Hacker News new | ask | show | jobs
by gsmecher 2454 days ago
It's not quite fair to say the tooling is flat-out awful. Vivado is much better than ISE. The place/route algorithms matured (analytical placement rather than simulated annealing), and the software it's wrapped in grew up (it's now tcl-driven and much more script- and revision-control-friendly.) Vivado was a heroic effort and Xilinx deserves credit for taking software seriously, and getting so much of it right. If you don't believe me, try hiring an FPGA engineer today to work on an ISE project. You'll get an earful.

That said, a solid, open-source, mixed-language simulator with good SystemVerilog and VHDL-2008 support would change my life. Bonus points if I can embed it in C/C++ code a la Verilator. And, while I'm asking, can it simulate encrypted IP too?

This is one of the places where HLS may sideswipe the traditional RTL market: if you can effectively develop FPGA designs in C++, the entire approach to development/testing/integration changes completely. It may sound like a detail, but it touches every single pain point associated with a complex FPGA design.

2 comments

I'm using Vivado right now. Things I hate about it:

- It's sluggish. The underlying algorithms may be fast (they handle huge designs), but even with an empty design it's sluggish. I'm not sure if this is from the Java or the TCL. On the other handle Altera/Intel Quartus is faster.. (it also uses Java and TCL..)

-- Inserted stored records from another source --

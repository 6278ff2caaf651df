//! Retry loop: run an async call until success or the policy says stop.

use std::future::Future;
use std::time::Duration;

use super::error::TransportError;
use super::policy::{RetryDecision, RetryPolicy};

/// Why `run_with_retry` gave up.
#[derive(Debug)]
pub enum RetryStop {
    /// The last failure was not retryable, or retries ran out.
    GaveUp { retries: u32, last: TransportError },
    /// The backoff wait was interrupted (deadline or cancellation).
    Interrupted,
}

/// Runs `op` until it succeeds or the retry policy says to stop.
///
/// On a retryable failure, awaits `wait(delay)` before trying again; `wait`
/// returns `false` to abandon the loop (e.g. a deadline or cancel fired
/// during the backoff).
pub async fn run_with_retry<T, Op, OpFut, Wait, WaitFut>(
    policy: &RetryPolicy,
    mut op: Op,
    mut wait: Wait,
) -> Result<T, RetryStop>
where
    Op: FnMut() -> OpFut,
    OpFut: Future<Output = Result<T, TransportError>>,
    Wait: FnMut(Duration) -> WaitFut,
    WaitFut: Future<Output = bool>,
{
    let mut attempt = 0u32;
    loop {
        match op().await {
            Ok(value) => return Ok(value),
            Err(e) => match policy.decide(attempt, &e) {
                RetryDecision::NoRetry => {
                    return Err(RetryStop::GaveUp {
                        retries: attempt,
                        last: e,
                    })
                }
                RetryDecision::RetryAfter(delay) => {
                    tracing::debug!(
                        attempt,
                        delay_ms = delay.as_millis() as u64,
                        error = %e,
                        "transient failure, backing off"
                    );
                    if !wait(delay).await {
                        return Err(RetryStop::Interrupted);
                    }
                    attempt += 1;
                }
            },
        }
    }
}

#[cfg(test)]
mod tests {
    use super::*;
    use crate::retry::{NetworkFailure, RetryCategories};
    use std::cell::RefCell;

    fn policy(max_retries: u32) -> RetryPolicy {
        RetryPolicy::new(
            max_retries,
            Duration::from_millis(100),
            2.0,
            Duration::from_secs(1),
            RetryCategories::ALL,
        )
        .unwrap()
    }

    #[tokio::test]
    async fn retries_then_succeeds_with_growing_delays() {
        let calls = RefCell::new(0u32);
        let waits = RefCell::new(Vec::new());
        let res = run_with_retry(
            &policy(2),
            || {
                *calls.borrow_mut() += 1;
                let n = *calls.borrow();
                async move {
                    if n < 3 {
                        Err(TransportError::network(NetworkFailure::Socket, "reset"))
                    } else {
                        Ok(n)
                    }
                }
            },
            |d| {
                waits.borrow_mut().push(d);
                async { true }
            },
        )
        .await;
        assert_eq!(res.unwrap(), 3);
        assert_eq!(
            *waits.borrow(),
            vec![Duration::from_millis(100), Duration::from_millis(200)]
        );
    }

    #[tokio::test]
    async fn gives_up_after_max_retries() {
        let calls = RefCell::new(0u32);
        let res: Result<(), _> = run_with_retry(
            &policy(2),
            || {
                *calls.borrow_mut() += 1;
                async { Err(TransportError::status(503)) }
            },
            |_| async { true },
        )
        .await;
        match res {
            Err(RetryStop::GaveUp { retries, last }) => {
                assert_eq!(retries, 2);
                assert!(matches!(last, TransportError::Status { code: 503, .. }));
            }
            other => panic!("expected GaveUp, got {other:?}"),
        }
        assert_eq!(*calls.borrow(), 3);
    }

    #[tokio::test]
    async fn non_retryable_fails_on_first_attempt() {
        let calls = RefCell::new(0u32);
        let res: Result<(), _> = run_with_retry(
            &policy(5),
            || {
                *calls.borrow_mut() += 1;
                async { Err(TransportError::status(401)) }
            },
            |_| async { true },
        )
        .await;
        assert!(matches!(res, Err(RetryStop::GaveUp { retries: 0, .. })));
        assert_eq!(*calls.borrow(), 1);
    }

    #[tokio::test]
    async fn interrupted_wait_stops_loop() {
        let res: Result<(), _> = run_with_retry(
            &policy(5),
            || async { Err(TransportError::status(429)) },
            |_| async { false },
        )
        .await;
        assert!(matches!(res, Err(RetryStop::Interrupted)));
    }
}
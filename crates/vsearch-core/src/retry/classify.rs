//! Classify transport failures into retry categories.
//!
//! Each failure shape (HTTP status, RPC code, network failure kind) is looked
//! up in a static table. Anything missing from the tables is not retryable.

use super::category::RetryCategory;
use super::error::{NetworkFailure, RpcCode, TransportError};

const HTTP_STATUS_TABLE: &[(u32, RetryCategory)] = &[
    (408, RetryCategory::Timeout),
    (429, RetryCategory::RateLimited),
    (502, RetryCategory::ServiceUnavailable),
    (503, RetryCategory::ServiceUnavailable),
    (504, RetryCategory::Timeout),
];

const RPC_CODE_TABLE: &[(RpcCode, RetryCategory)] = &[
    (RpcCode::DeadlineExceeded, RetryCategory::Timeout),
    (RpcCode::ResourceExhausted, RetryCategory::RateLimited),
    (RpcCode::Unavailable, RetryCategory::ServiceUnavailable),
];

const NETWORK_TABLE: &[(NetworkFailure, Option<RetryCategory>)] = &[
    (NetworkFailure::ConnectionRefused, Some(RetryCategory::NetworkError)),
    (NetworkFailure::DnsResolution, Some(RetryCategory::NetworkError)),
    (NetworkFailure::Socket, Some(RetryCategory::NetworkError)),
    (NetworkFailure::TimedOut, Some(RetryCategory::Timeout)),
    (NetworkFailure::Other, None),
];

fn lookup<K: PartialEq + Copy>(table: &[(K, RetryCategory)], key: K) -> Option<RetryCategory> {
    table.iter().find(|(k, _)| *k == key).map(|(_, c)| *c)
}

/// Classify an HTTP status code.
pub fn classify_http_status(code: u32) -> Option<RetryCategory> {
    lookup(HTTP_STATUS_TABLE, code)
}

/// Classify an RPC status code.
pub fn classify_rpc_code(code: RpcCode) -> Option<RetryCategory> {
    lookup(RPC_CODE_TABLE, code)
}

/// Classify a network-level failure kind.
pub fn classify_network_failure(kind: NetworkFailure) -> Option<RetryCategory> {
    NETWORK_TABLE
        .iter()
        .find(|(k, _)| *k == kind)
        .and_then(|(_, c)| *c)
}

/// Classify a transport error into at most one retry category.
pub fn classify(e: &TransportError) -> Option<RetryCategory> {
    match e {
        TransportError::Status { code, .. } => classify_http_status(*code),
        TransportError::Rpc { code, .. } => classify_rpc_code(*code),
        TransportError::Network { kind, .. } => classify_network_failure(*kind),
        TransportError::InvalidResponse(_) | TransportError::Other(_) => None,
    }
}

/// Map a curl error to a network failure kind.
pub fn network_failure_from_curl(e: &curl::Error) -> NetworkFailure {
    if e.is_operation_timedout() {
        return NetworkFailure::TimedOut;
    }
    if e.is_couldnt_connect() {
        return NetworkFailure::ConnectionRefused;
    }
    if e.is_couldnt_resolve_host() || e.is_couldnt_resolve_proxy() {
        return NetworkFailure::DnsResolution;
    }
    if e.is_read_error() || e.is_recv_error() || e.is_send_error() || e.is_got_nothing() {
        return NetworkFailure::Socket;
    }
    NetworkFailure::Other
}
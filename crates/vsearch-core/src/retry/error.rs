//! Transport-level failure shapes produced by collaborators.

use std::fmt;
use thiserror::Error;

/// Network-level failure kinds, independent of the client library that hit them.
#[derive(Debug, Clone, Copy, PartialEq, Eq)]
pub enum NetworkFailure {
    ConnectionRefused,
    DnsResolution,
    /// Read/write/reset on an established socket.
    Socket,
    TimedOut,
    Other,
}

impl fmt::Display for NetworkFailure {
    fn fmt(&self, f: &mut fmt::Formatter<'_>) -> fmt::Result {
        let s = match self {
            NetworkFailure::ConnectionRefused => "connection refused",
            NetworkFailure::DnsResolution => "name resolution failed",
            NetworkFailure::Socket => "socket error",
            NetworkFailure::TimedOut => "timed out",
            NetworkFailure::Other => "network failure",
        };
        f.write_str(s)
    }
}

/// Protocol-agnostic RPC status codes (gRPC numbering).
#[derive(Debug, Clone, Copy, PartialEq, Eq)]
pub enum RpcCode {
    Cancelled,
    Unknown,
    InvalidArgument,
    DeadlineExceeded,
    NotFound,
    AlreadyExists,
    PermissionDenied,
    ResourceExhausted,
    FailedPrecondition,
    Aborted,
    Unimplemented,
    Internal,
    Unavailable,
    Unauthenticated,
}

impl RpcCode {
    /// Maps a numeric gRPC status code. `0` (OK) and out-of-range values map to `None`.
    pub fn from_code(code: i32) -> Option<Self> {
        let c = match code {
            1 => RpcCode::Cancelled,
            2 => RpcCode::Unknown,
            3 => RpcCode::InvalidArgument,
            4 => RpcCode::DeadlineExceeded,
            5 => RpcCode::NotFound,
            6 => RpcCode::AlreadyExists,
            7 => RpcCode::PermissionDenied,
            8 => RpcCode::ResourceExhausted,
            9 => RpcCode::FailedPrecondition,
            10 => RpcCode::Aborted,
            12 => RpcCode::Unimplemented,
            13 => RpcCode::Internal,
            14 => RpcCode::Unavailable,
            16 => RpcCode::Unauthenticated,
            _ => return None,
        };
        Some(c)
    }
}

/// Error returned by a single collaborator call (status fetch, cancel request).
/// Classified into a `RetryCategory` before any retry decision.
#[derive(Debug, Error)]
pub enum TransportError {
    /// HTTP response had a non-2xx status.
    #[error("HTTP {code}: {message}")]
    Status { code: u32, message: String },
    /// RPC call returned a non-OK status.
    #[error("rpc status {code:?}: {message}")]
    Rpc { code: RpcCode, message: String },
    /// The request never got a response (connect, DNS, socket, timeout).
    #[error("{kind}: {message}")]
    Network { kind: NetworkFailure, message: String },
    /// A response arrived but could not be decoded. Not retried.
    #[error("invalid response: {0}")]
    InvalidResponse(String),
    /// Anything else (e.g. a worker task that panicked). Not retried.
    #[error("{0}")]
    Other(String),
}

impl TransportError {
    pub fn status(code: u32) -> Self {
        TransportError::Status {
            code,
            message: String::new(),
        }
    }

    pub fn network(kind: NetworkFailure, message: impl Into<String>) -> Self {
        TransportError::Network {
            kind,
            message: message.into(),
        }
    }
}

impl From<curl::Error> for TransportError {
    fn from(e: curl::Error) -> Self {
        TransportError::Network {
            kind: super::classify::network_failure_from_curl(&e),
            message: e.to_string(),
        }
    }
}

/// Rejected retry policy parameters.
#[derive(Debug, Error, PartialEq)]
pub enum PolicyError {
    #[error("backoff multiplier must be a finite value >= 1.0, got {0}")]
    InvalidMultiplier(f64),
    #[error("invalid {field} delay: {value}s")]
    InvalidDelay { field: &'static str, value: f64 },
}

- I hate TCL. This whole concept of an integrated extension language in a massive tool is terrible. It's the standard way in the EDA world, but it's not good at all. I prefer simpler tools tied together with Makefiles..

- I hate the schematic-like block designs. I just want a single Verilog file that represents the design, no XML. The block designs are difficult to integrate with git.

- I hate projects. They are difficult to integrate with git: you have to export project tcl, then regenerate the project from this checked in file. It's aweful and breaks when the design gets complicated.

- I'm using Zynq Ultrascale+ and I hate eclipse. The EDK is eclipse-based. I just want a command line tool to generate a project from the hardware description so that I never have to open the Eclipse. True, once your hardware is stabilized, you can avoid it (it does generate a Makefile). I've not tried Altera's SoCs, so not sure if better.

That being said, Xilinx did a good job with the BSP software and the Linux support. At least it's better than what we see on some embedded processors (Nvidia, ugh..)

Also I recently ported a design from Zynq (32-bit) to Zynq Ultrascale+ (64-bit). Not bad at all.

You can generate the sdk including the makefiles from the command line. I don't think I have opened Eclipse on my latest project.

They also do have some articles on preparing the projects for git which work OK, but yeah there is a lot more to be done.

I'm not sure how you would replace the tcl scripts with makefiles. Most of them contain functions to wire together not build targets.

These are all fair criticisms. Block designs, XML files for project and IP management, and auto-generated .tcl are all bad things. Eclipse sucks.

I understand why vendors ship tools with all of these things. I think (hope?) they're slowly un-bundling more and more of the toolflow so you can avoid them if you want.

FWIW the ISE tooling was all command line driven and could be orchestrated from a makefile and controlled by a VCS. You'd lose some of the graphical convenience to monitor issues and reporting but it can be done.

HLS's problem is how to deal with assumptions about memory access and parallelism. You invariably end up coding to the tool to accommodate the limitations of C in this domain.